Contextos que antecedem o feminicídio
- Ciúmes excessivo;
- Isolamento social imposto à mulher;
- Ameaças constantes;
- Agressões anteriores não denunciadas;
- Dependência econômica do agressor;
- Tentativas anteriores de separação.
O agressor
Compreender quem é o agressor e quais fatores contribuem para esse crime é fundamental para preveni-lo. O agressor de feminicídio não surge do nada. Em grande parte dos casos, ele está inserido em uma cultura estruturada pelo machismo, pela ideia de posse sobre o corpo e a vida da mulher e pela crença de que conflitos afetivos devem ser resolvidos pelo controle ou pela força. Ciúme excessivo, sentimento de perda de poder, dificuldade em lidar com frustrações e separações são elementos recorrentes, mas não explicações suficientes. Nenhum deles justifica o crime.
Entrevista
O Imparcial conversou sobre o assunto com o psicólogo Jacques Alastair Martins. Jacques é Juiz de Paz, Perito Judicial no âmbito da violência doméstica e familiar contra a mulher; e Facilitador de Justiça Restaurativa e Círculos de Construção de Paz.

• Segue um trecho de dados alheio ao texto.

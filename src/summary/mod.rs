//! Pull request summaries from a language model provider.
//!
//! [`build_context`] flattens the collected pull requests into plain text,
//! [`select`] picks a [`Summarizer`] from the configured provider, and
//! [`summarise_with_fallback`] runs it without ever failing the report.

mod ollama;
mod openai;

pub use ollama::{OllamaConfig, OllamaSummarizer};
pub use openai::{OpenAiConfig, OpenAiSummarizer};

use std::time::Duration;

use async_trait::async_trait;
use camino::Utf8Path;
use reqwest::Client;
use tracing::{info, warn};

use crate::config::LlmSettings;
use crate::files;
use crate::github::error::IntakeError;
use crate::github::models::PullRequest;

/// Separator written after each pull request in the context.
pub const CONTEXT_DELIMITER: &str = "---";

/// Instructions sent ahead of the context when no prompt file is given.
pub const DEFAULT_PROMPT: &str = concat!(
    "Summarise the following merged pull requests for a weekly engineering update. ",
    "Group related changes, call out notable features and fixes, and keep it concise.",
);

/// Text returned by the stub provider.
pub const STUB_SUMMARY: &str = "This is a stub summary. Configure an LLM provider to generate a real summary.";

const DEFAULT_TIMEOUT_SECS: u64 = 60;

/// Provider contract: turn a prompt into summary text.
#[cfg_attr(test, mockall::automock)]
#[async_trait]
pub trait Summarizer: Send + Sync {
    /// Provider name used in logs.
    fn name(&self) -> &'static str;

    /// Summarise `prompt`.
    ///
    /// # Errors
    ///
    /// Returns [`IntakeError`] when the provider call fails.
    async fn summarise(&self, prompt: &str) -> Result<String, IntakeError>;
}

/// Provider returning fixed text; the default when nothing is configured.
#[derive(Debug, Clone, PartialEq, Eq)]
pub struct StubSummarizer {
    summary: String,
}

impl StubSummarizer {
    /// Stub answering with `summary`.
    #[must_use]
    pub fn new(summary: impl Into<String>) -> Self {
        Self {
            summary: summary.into(),
        }
    }
}

impl Default for StubSummarizer {
    fn default() -> Self {
        Self::new(STUB_SUMMARY)
    }
}

#[async_trait]
impl Summarizer for StubSummarizer {
    fn name(&self) -> &'static str {
        "stub"
    }

    async fn summarise(&self, _prompt: &str) -> Result<String, IntakeError> {
        Ok(self.summary.clone())
    }
}

/// Renders pull requests as plain text, one block per pull request.
///
/// # Example
///
/// ```
/// use prtool::github::models::test_support::merged_pull_request;
/// use prtool::summary::build_context;
///
/// let pr = merged_pull_request("acme/api", 7, "2024-07-05T10:00:00Z");
/// let context = build_context(&[pr]);
/// assert!(context.starts_with("Title: Change 7\n"));
/// assert!(context.contains("Merged At: 2024-07-05\n"));
/// assert!(context.ends_with("---\n"));
/// ```
#[must_use]
pub fn build_context(pull_requests: &[PullRequest]) -> String {
    pull_requests
        .iter()
        .map(|pull_request| {
            let merged = pull_request
                .merged_at
                .map(|merged_at| merged_at.format("%Y-%m-%d").to_string())
                .unwrap_or_default();
            format!(
                "Title: {}\nBody: {}\nURL: {}\nAuthor: {}\nMerged At: {merged}\nLabels: {}\n{CONTEXT_DELIMITER}\n",
                pull_request.title,
                pull_request.body,
                pull_request.url,
                pull_request.author.as_deref().unwrap_or_default(),
                pull_request.labels.join(", "),
            )
        })
        .collect()
}

/// Prepends `instructions` to `context`.
#[must_use]
pub fn build_prompt(instructions: &str, context: &str) -> String {
    format!("{}\n\n{context}", instructions.trim_end())
}

/// Returns the prompt file contents, or [`DEFAULT_PROMPT`] without a file.
///
/// # Errors
///
/// Returns [`IntakeError::Io`] when the prompt file cannot be read.
pub fn load_instructions(path: Option<&Utf8Path>) -> Result<String, IntakeError> {
    path.map_or_else(
        || Ok(DEFAULT_PROMPT.to_owned()),
        |prompt_path| files::read_required(prompt_path, "prompt file"),
    )
}

/// Builds the provider named in `settings`.
///
/// Unknown providers and `openai` without an API key fall back to the stub
/// with a warning.
#[must_use]
pub fn select(settings: &LlmSettings) -> Box<dyn Summarizer> {
    match settings.provider.as_str() {
        "" | "stub" => Box::new(StubSummarizer::default()),
        "openai" => {
            if settings.api_key.is_none() {
                warn!("OpenAI API key not provided, falling back to stub");
                return Box::new(StubSummarizer::default());
            }
            Box::new(OpenAiSummarizer::new(OpenAiConfig::from_settings(settings)))
        }
        "ollama" => Box::new(OllamaSummarizer::new(OllamaConfig::from_settings(settings))),
        other => {
            warn!(provider = other, "unknown LLM provider, falling back to stub");
            Box::new(StubSummarizer::default())
        }
    }
}

/// Runs `summarizer`, logging and discarding failures and empty answers.
pub async fn summarise_with_fallback(summarizer: &dyn Summarizer, prompt: &str) -> Option<String> {
    match summarizer.summarise(prompt).await {
        Ok(summary) => {
            let trimmed = summary.trim();
            if trimmed.is_empty() {
                warn!(provider = summarizer.name(), "summary was empty; rendering without it");
                return None;
            }
            info!(provider = summarizer.name(), "summary generated");
            Some(trimmed.to_owned())
        }
        Err(error) => {
            warn!(provider = summarizer.name(), error = %error, "failed to generate summary");
            None
        }
    }
}

pub(crate) fn http_client(timeout: Duration, provider: &str) -> Result<Client, IntakeError> {
    Client::builder()
        .timeout(timeout)
        .build()
        .map_err(|error| IntakeError::Configuration {
            message: format!("failed to configure {provider} HTTP client: {error}"),
        })
}

pub(crate) const fn default_timeout() -> Duration {
    Duration::from_secs(DEFAULT_TIMEOUT_SECS)
}

pub(crate) fn truncate_for_message(message: &str, max_chars: usize) -> String {
    let mut output: String = message.chars().take(max_chars).collect();
    if message.chars().nth(max_chars).is_some() {
        output.push_str("...");
    }
    output
}

pub(crate) async fn error_body(response: reqwest::Response) -> String {
    response.text().await.map_or_else(
        |_| "(failed to read error response body)".to_owned(),
        |content| truncate_for_message(content.as_str(), 160),
    )
}

#[cfg(test)]
mod tests;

O Imparcial – Que fatores psicológicos e sociais que podem contribuir para que um homem se torne um feminicida?
Jacques Alastair – Tais fatores estão por vezes entrelaçados, podendo ser foco de análise tanto numa perspectiva intrínseca quanto extrínseca. Por um lado, tem-se o estereótipo da “mulher submissa” e do “homem dominador/ onipotente” que sempre está com a palavra final em todas as dimensões do relacionamento. Infelizmente, ainda se ouve discursos como: “Homem é assim mesmo!” “Se está ruim com ele, pior sem ele. É melhor você aguentar.” Por outro, existe a dificuldade do próprio agressor lidar com suas frustrações, inseguranças e demais conflitos internos, sendo a agressividade e a violência, formas equivocadas expressar tais inquietações. Vale ressaltar que o ofensor pode estar em conflito com a sua própria orientação sexual e, numa tentativa de fuga, assume um relacionamento validado socialmente. Considerando que divergências em uma relação afetiva em dadas circunstâncias vão surgir, os comportamentos violentos são claras manifestações da baixa tolerância a tudo que ameaça diretamente os interesses do ofensor na dinâmica da relação.

Existe a dificuldade do próprio agressor lidar com suas frustrações, inseguranças e demais conflitos internos
Como um agressor de um feminicídio costuma perceber a mulher e a relação que tem com ela? Existe uma dinâmica psicológica que leva uma escalada da violência até o ponto do feminicídio?
O agressor muitas vezes costuma perceber a mulher através do fenômeno da objetificação que se contrapõe à perspectiva da humanização. Para conduzir a sua própria insegurança e conflitos particulares, o ofensor recorre aos excessos: não permite que a mulher trabalhe, estude, tenha amizades ou se divirta sem a sua presença. Utiliza a comunicação violenta na forma de gritos, palavras e expressões pejorativas que impactam na autoestima da mulher, gerando dores proporcionais às agressões físicas. Tais ações são fortalecidas por uma dinâmica cultural aclama o “homem com H maiúsculo”, que não chora, não demonstra fraqueza, que manda em tudo e em todos do lar. Diante do exposto, é plausível conceber que em determinadas situações, o agressor não gosta da sua companheira; gosta da sensação de estar no domínio e dos privilégios sociais que esse relacionamento proporciona. Embora cada situação apresente uma dinâmica psicológica específica, alguns pormenores são comuns no ciclo da violência, que ganha contornos de maneiras muito sutis até atingir o clímax: pode iniciar com proibições, restrição da convivência social/comunitária, tentativas de silenciamento, afastamento de atividades profissionais e recreativas, dentre outras ações. Quando a mulher decide se opor a tal regime de servidão com intensidade pondo um fim na relação, o ofensor recorre a meios criminosos para lidar com a negativa.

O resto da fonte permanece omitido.